One Art
The art of losing isn't hard to master;
so many things seem filled with the intent
to be lost that their loss is no disaster.
Lose something every day. Accept the fluster
of lost door keys, the hour badly spent.
The art of losing isn't hard to master.
Then practice losing farther, losing faster:
places, and names, and where it was you meant
to travel. None of these will bring disaster.
I lost my mother's watch. And look! my last, or
next-to-last, of three loved houses went.
The art of losing isn't hard to master.
I lost two cities, lovely ones. And, vaster,
some realms I owned, two rivers, a continent.

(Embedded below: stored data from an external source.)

//! Named routes and reverse URL resolution.
//!
//! The host CMS registers its named routes in a [`RouteTable`]; the redirect
//! handler reverses a route name plus parameters into a URL. Route templates
//! use `<name>` (or `<type:name>`) placeholders.

use std::collections::BTreeMap;

use anvil_forms_core::{FormsError, FormsResult};

/// A table of named route templates.
///
/// # Examples
///
/// ```
/// use std::collections::BTreeMap;
/// use anvil_forms_http::RouteTable;
///
/// let mut routes = RouteTable::new();
/// routes.add("page", "/pages/<slug>/");
///
/// let mut params = BTreeMap::new();
/// params.insert("slug".to_string(), "thank-you".to_string());
/// assert_eq!(routes.reverse("page", &params).unwrap(), "/pages/thank-you/");
/// ```
#[derive(Debug, Clone, Default)]
pub struct RouteTable {
    templates: BTreeMap<String, String>,
}

impl RouteTable {
    /// Creates an empty route table.
    pub fn new() -> Self {
        Self::default()
    }

    /// Registers a named route template, replacing any existing one.
    pub fn add(&mut self, name: impl Into<String>, template: impl Into<String>) -> &mut Self {
        self.templates.insert(name.into(), template.into());
        self
    }

    /// Returns `true` if a route with the given name is registered.
    pub fn contains(&self, name: &str) -> bool {
        self.templates.contains_key(name)
    }

    /// Generates a URL for the named route, substituting the given
    /// parameters into its template.
    ///
    /// # Errors
    ///
    /// Returns [`FormsError::Routing`] if the route is unknown, a
    /// placeholder has no matching parameter, or the template is malformed.
    pub fn reverse(&self, name: &str, params: &BTreeMap<String, String>) -> FormsResult<String> {
        let template = self.templates.get(name).ok_or_else(|| {
            FormsError::Routing(format!("Reverse for route '{name}' not found"))
        })?;

        let url = substitute(template, params)?;
        if url.starts_with('/') {
            Ok(url)
        } else {
            Ok(format!("/{url}"))
        }
    }
}

/// Replaces `<name>` / `<type:name>` placeholders with parameter values.
fn substitute(template: &str, params: &BTreeMap<String, String>) -> FormsResult<String> {
    let mut result = String::new();
    let mut remaining = template;

    while !remaining.is_empty() {
        let Some(start) = remaining.find('<') else {
            result.push_str(remaining);
            break;
        };

        result.push_str(&remaining[..start]);

        let end = remaining[start..]
            .find('>')
            .ok_or_else(|| {
                FormsError::Routing(format!(
                    "Unclosed angle bracket in route template: {template}"
                ))
            })?
            + start;

        let inner = &remaining[start + 1..end];
        // "type:name" or just "name"
        let param_name = inner.find(':').map_or(inner, |pos| &inner[pos + 1..]);

        let value = params.get(param_name).ok_or_else(|| {
            FormsError::Routing(format!(
                "No value provided for parameter '{param_name}' in route template"
            ))
        })?;
        result.push_str(value);

        remaining = &remaining[end + 1..];
    }

    Ok(result)
}
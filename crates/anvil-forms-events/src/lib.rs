//! # anvil-forms-events
//!
//! Named-event dispatcher for anvil-forms. The host registers listeners
//! under event names; components dispatch payloads without direct
//! dependencies on each other. Choice resolution additionally needs the set
//! of currently registered event names, which [`EventDispatcher::event_names`]
//! exposes in sorted order.
//!
//! ## Usage
//!
//! ```
//! use anvil_forms_events::EventDispatcher;
//! use std::sync::Arc;
//!
//! let dispatcher = EventDispatcher::new();
//!
//! dispatcher.connect("form.submitted", "audit-log", Arc::new(|payload| {
//!     println!("submitted: {payload}");
//! }));
//!
//! let delivered = dispatcher.dispatch("form.submitted", &serde_json::json!({"form": "contact"}));
//! assert_eq!(delivered, 1);
//! assert_eq!(dispatcher.event_names(), vec!["form.submitted".to_string()]);
//! ```

use std::collections::BTreeMap;
use std::sync::{Arc, RwLock};

/// The type signature for an event listener callback.
///
/// Listeners receive the dispatched payload by reference and must be
/// `Send + Sync` so events can fire from any thread.
pub type EventListener = Arc<dyn Fn(&serde_json::Value) + Send + Sync>;

/// A dispatcher of named events.
///
/// Listeners are called in registration order. Each listener carries an id
/// used for replacement and disconnection.
#[derive(Default)]
pub struct EventDispatcher {
    listeners: RwLock<BTreeMap<String, Vec<(String, EventListener)>>>,
}

impl EventDispatcher {
    /// Creates a new dispatcher with no registered events.
    pub fn new() -> Self {
        Self::default()
    }

    /// Registers an event name without attaching a listener.
    ///
    /// Useful for hosts that want an event to show up in `event::` choice
    /// lists before any listener is connected.
    pub fn register(&self, event: impl Into<String>) {
        self.listeners
            .write()
            .expect("event dispatcher lock poisoned")
            .entry(event.into())
            .or_default();
    }

    /// Connects a listener to the named event.
    ///
    /// If a listener with the same id is already connected to this event,
    /// it is replaced.
    pub fn connect(
        &self,
        event: impl Into<String>,
        listener_id: impl Into<String>,
        callback: EventListener,
    ) {
        let id = listener_id.into();
        let mut listeners = self
            .listeners
            .write()
            .expect("event dispatcher lock poisoned");
        let entry = listeners.entry(event.into()).or_default();

        if let Some(existing) = entry.iter_mut().find(|(lid, _)| *lid == id) {
            existing.1 = callback;
        } else {
            entry.push((id, callback));
        }
    }

    /// Disconnects the listener with the given id from the named event.
    ///
    /// Returns `true` if a listener was found and removed. The event name
    /// itself stays registered.
    pub fn disconnect(&self, event: &str, listener_id: &str) -> bool {
        let mut listeners = self
            .listeners
            .write()
            .expect("event dispatcher lock poisoned");
        if let Some(entry) = listeners.get_mut(event) {
            let len_before = entry.len();
            entry.retain(|(id, _)| id != listener_id);
            return entry.len() < len_before;
        }
        false
    }

    /// Dispatches a payload to all listeners of the named event.
    ///
    /// Returns the number of listeners called. Dispatching to an
    /// unregistered event is a no-op.
    pub fn dispatch(&self, event: &str, payload: &serde_json::Value) -> usize {
        let listeners = self
            .listeners
            .read()
            .expect("event dispatcher lock poisoned");
        listeners.get(event).map_or(0, |entry| {
            for (_, callback) in entry {
                callback(payload);
            }
            entry.len()
        })
    }

    /// Returns the names of all registered events, sorted.
    pub fn event_names(&self) -> Vec<String> {
        self.listeners
            .read()
            .expect("event dispatcher lock poisoned")
            .keys()
            .cloned()
            .collect()
    }

    /// Returns the number of listeners connected to the named event.
    pub fn listener_count(&self, event: &str) -> usize {
        self.listeners
            .read()
            .expect("event dispatcher lock poisoned")
            .get(event)
            .map_or(0, Vec::len)
    }
}

impl std::fmt::Debug for EventDispatcher {
    fn fmt(&self, f: &mut std::fmt::Formatter<'_>) -> std::fmt::Result {
        f.debug_struct("EventDispatcher")
            .field("events", &self.event_names())
            .finish()
    }
}

#[cfg(test)]
mod tests {
    use super::*;
    use std::sync::atomic::{AtomicUsize, Ordering};

    #[test]
    fn test_register_shows_in_names() {
        let dispatcher = EventDispatcher::new();
        dispatcher.register("form.submitted");
        dispatcher.register("content.saved");
        assert_eq!(
            dispatcher.event_names(),
            vec!["content.saved".to_string(), "form.submitted".to_string()]
        );
    }

    #[test]
    fn test_connect_and_dispatch() {
        let dispatcher = EventDispatcher::new();
        let counter = Arc::new(AtomicUsize::new(0));
        let counter_clone = Arc::clone(&counter);

        dispatcher.connect(
            "form.submitted",
            "counter",
            Arc::new(move |_| {
                counter_clone.fetch_add(1, Ordering::SeqCst);
            }),
        );

        let delivered = dispatcher.dispatch("form.submitted", &serde_json::Value::Null);
        assert_eq!(delivered, 1);
        assert_eq!(counter.load(Ordering::SeqCst), 1);
    }

    #[test]
    fn test_dispatch_unregistered_is_noop() {
        let dispatcher = EventDispatcher::new();
        assert_eq!(dispatcher.dispatch("missing", &serde_json::Value::Null), 0);
    }

    #[test]
    fn test_connect_replaces_same_id() {
        let dispatcher = EventDispatcher::new();
        dispatcher.connect("e", "dup", Arc::new(|_| {}));
        dispatcher.connect("e", "dup", Arc::new(|_| {}));
        assert_eq!(dispatcher.listener_count("e"), 1);
    }

    #[test]
    fn test_disconnect() {
        let dispatcher = EventDispatcher::new();
        dispatcher.connect("e", "a", Arc::new(|_| {}));
        assert!(dispatcher.disconnect("e", "a"));
        assert!(!dispatcher.disconnect("e", "a"));
        // Event name stays registered after its last listener leaves
        assert_eq!(dispatcher.event_names(), vec!["e".to_string()]);
    }

    #[test]
    fn test_listeners_called_in_order() {
        let dispatcher = EventDispatcher::new();
        let order = Arc::new(std::sync::Mutex::new(Vec::new()));

        for id in ["first", "second", "third"] {
            let order_clone = Arc::clone(&order);
            dispatcher.connect(
                "e",
                id,
                Arc::new(move |_| {
                    order_clone.lock().unwrap().push(id);
                }),
            );
        }

        dispatcher.dispatch("e", &serde_json::Value::Null);
        assert_eq!(*order.lock().unwrap(), vec!["first", "second", "third"]);
    }
}
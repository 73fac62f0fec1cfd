//! Upload handler.

use std::path::{Path, PathBuf};

use tracing::info;

use anvil_forms_config::UploadPolicy;
use anvil_forms_core::{FormsError, FormsResult};
use anvil_forms_http::UploadedFile;

/// Validates uploaded files against a form's upload policy and stores them
/// in the upload directory.
pub struct UploadHandler {
    upload_dir: PathBuf,
}

impl UploadHandler {
    /// Creates the handler over the given upload directory.
    pub fn new(upload_dir: impl Into<PathBuf>) -> Self {
        Self {
            upload_dir: upload_dir.into(),
        }
    }

    /// The directory stored files land in.
    pub fn upload_dir(&self) -> &Path {
        &self.upload_dir
    }

    /// Validates one file against the policy and writes it under a unique
    /// name. Returns the stored path.
    ///
    /// # Errors
    ///
    /// Returns [`FormsError::Upload`] when the file exceeds the size limit
    /// or its extension is not in the allowlist.
    pub async fn store(
        &self,
        file: &UploadedFile,
        policy: &UploadPolicy,
        prefix: &str,
    ) -> FormsResult<PathBuf> {
        if file.size > policy.max_size {
            return Err(FormsError::Upload(format!(
                "File '{}' is {} bytes, over the limit of {} bytes",
                file.name, file.size, policy.max_size
            )));
        }

        if !policy.allowed_extensions.is_empty() {
            let extension = file.extension().unwrap_or_default();
            let allowed = policy
                .allowed_extensions
                .iter()
                .any(|e| e.to_lowercase() == extension);
            if !allowed {
                return Err(FormsError::Upload(format!(
                    "File extension '{extension}' is not allowed. Allowed extensions: {}",
                    policy.allowed_extensions.join(", ")
                )));
            }
        }

        tokio::fs::create_dir_all(&self.upload_dir).await?;

        let stored_name = format!("{prefix}-{}", sanitize(&file.name));
        let path = self.upload_dir.join(stored_name);
        tokio::fs::write(&path, &file.content).await?;

        info!(
            original = %file.name,
            stored = %path.display(),
            size = file.size,
            "stored uploaded file"
        );
        Ok(path)
    }
}

/// Keeps filename characters that are safe on every filesystem.
fn sanitize(name: &str) -> String {
    let cleaned: String = name
        .chars()
        .map(|c| {
            if c.is_ascii_alphanumeric() || matches!(c, '.' | '-' | '_') {
                c
            } else {
                '_'
            }
        })
        .collect();
    // A name of only separators still needs something to hold on to
    if cleaned.trim_matches(|c| c == '.' || c == '_' || c == '-').is_empty() {
        "upload".to_string()
    } else {
        cleaned
    }
}

#[cfg(test)]
mod tests {
    use super::*;

    fn file(name: &str, size: usize) -> UploadedFile {
        UploadedFile {
            name: name.to_string(),
            content_type: "application/octet-stream".to_string(),
            size,
            content: vec![0; size],
        }
    }

    fn policy(max_size: usize, extensions: &[&str]) -> UploadPolicy {
        UploadPolicy {
            max_size,
            allowed_extensions: extensions.iter().map(ToString::to_string).collect(),
        }
    }

    #[tokio::test]
    async fn test_store_writes_file() {
        let dir = tempfile::tempdir().unwrap();
        let handler = UploadHandler::new(dir.path());

        let path = handler
            .store(&file("cv.pdf", 10), &policy(100, &["pdf"]), "abc123")
            .await
            .unwrap();

        assert!(path.exists());
        assert!(path.file_name().unwrap().to_str().unwrap().starts_with("abc123-"));
        assert_eq!(std::fs::read(&path).unwrap().len(), 10);
    }

    #[tokio::test]
    async fn test_store_rejects_oversized_file() {
        let dir = tempfile::tempdir().unwrap();
        let handler = UploadHandler::new(dir.path());

        let result = handler
            .store(&file("cv.pdf", 200), &policy(100, &["pdf"]), "abc123")
            .await;
        assert!(matches!(result, Err(FormsError::Upload(_))));
    }

    #[tokio::test]
    async fn test_store_rejects_disallowed_extension() {
        let dir = tempfile::tempdir().unwrap();
        let handler = UploadHandler::new(dir.path());

        let result = handler
            .store(&file("script.exe", 10), &policy(100, &["pdf", "txt"]), "abc123")
            .await;
        let err = result.unwrap_err();
        assert!(err.to_string().contains("not allowed"));
    }

    #[tokio::test]
    async fn test_store_empty_allowlist_accepts_any_extension() {
        let dir = tempfile::tempdir().unwrap();
        let handler = UploadHandler::new(dir.path());

        let result = handler
            .store(&file("anything.xyz", 10), &policy(100, &[]), "abc123")
            .await;
        assert!(result.is_ok());
    }

    #[tokio::test]
    async fn test_store_sanitizes_filename() {
        let dir = tempfile::tempdir().unwrap();
        let handler = UploadHandler::new(dir.path());

        let path = handler
            .store(&file("my file (1).pdf", 10), &policy(100, &["pdf"]), "abc123")
            .await
            .unwrap();
        let name = path.file_name().unwrap().to_str().unwrap();
        assert_eq!(name, "abc123-my_file__1_.pdf");
    }

    #[test]
    fn test_sanitize_degenerate_name() {
        assert_eq!(sanitize("///"), "upload");
        assert_eq!(sanitize("..."), "upload");
    }
}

I miss them, but it wasn't a disaster.
--Even losing you (the joking voice, a gesture
I love) I shan't have lied. It's evident
the art of losing's not too hard to master
though it may look like (Write it!) like disaster.
-- Elizabeth Bishop
Hap Notes: I promise this is the last villanelle for a while. And you can see (because now you are expert at spotting them) that Bishop plays with the form a bit.
Bishop is too thoughtful and self-conscious to be overly emotionally confessional in her poetry. Lowell exposes every raw nerve he has, Plath lets her anger and confusion and hurt flame out but Bishop is more constrained. As you read this poem, imagine you are at her home and she is pouring you a cup of tea. You are going to have a friendly, serious chat over a cuppa with her. As she pours out the tea, she says a few things about losing- keys, hours, a watch – casual things. Then she reflects on loved houses she lived in, places she liked living (she may even have pictures of these places around her study. She has books and maps about the places, too.) You notice her hand shaking now as she pours. As she reflects on the loss of a relationship, her eyes gleam with tears, she gets a grip on herself (being forceful –as if saying "face it and buck up, Elizabeth- don't allow it to master you, just admit it") and finishes her thought with a sad catch in her voice. The poem is casual and polite but it is a mask for loss, which she eventually forces herself to verbalize.
Of course we're not really having tea with her, I'm using it as a device, but I wanted to illustrate her careful progression and constraint in this poem in which she reveals important things. Remember she wants us to know this– it's a poem, not a casual conversation. This is part of her awesome writing mastery. Her vulnerability is hard won in this poem. Think, too, on the title of this poem. It's about writing as much as it's about life. The poem's inner core exposes itself masterfully with every thoughtful word. The poem's somewhat reluctant last stanza is purposely so. Do you see why?
Bishop's personal life remained properly personal but we do know that she had a lover, Maria Carlota Costallat de Macedo Soares, whom she lived with in South America for more than 15 years. When the relationship broke up, Bishop moved back to the U.S. from her much loved houses there. "Lota" Soares followed Bishop to New York and the day she got there (in 1967) Soares took a suicidal overdose of drugs (tranquilizers) and died after being in New York for less than a few days.
This poem appears in Bishop's Geography III which was published in 1976. We have spoken of Bishop before right here: happopoemouse.blogspot.com/2011/01/number-34-elizabeth-bishop-filling.html
and also here: happopoemouse.blogspot.com/2011/02/number-80-elizabeth-bishop-invitation.html
I suppose it's obvious that I love and greatly admire her extraordinary work.
Hap here. I wrote three villanelles. They are all awesomely sucky. Here's the best of the lot. Please try it yourself- it's fun. Kinda.
ReplyDeleteDiet of Worms
All of the eating – what the hell were we eating?
At the grocery store always the sugary dates.
And the car careers in the snow and the sleeting.
We tear open the box and the scene is repeating.
Oh, the spillage and guilt that our hunger creates.
And the car careers in the snow and the sleeting.
In our purses are diet books we have been reading
To carefully gauge and manage our weights.
All of the eating – what the hell were we eating?
Is it because we knew "old time" was fleeting
That we crammed our maws with cookies and cakes
While the car careers in the snow and the sleeting?
Even your cancer we thought we were beating
With custards and pie crust and brownies and shakes.
All of the eating – what the hell were we eating?
And now that you're gone and my sore heart is bleeding
I wish we could vomit up all of our hate.
All of the eating – what the the hell were we eating
As the car careers in the snow and the sleeting?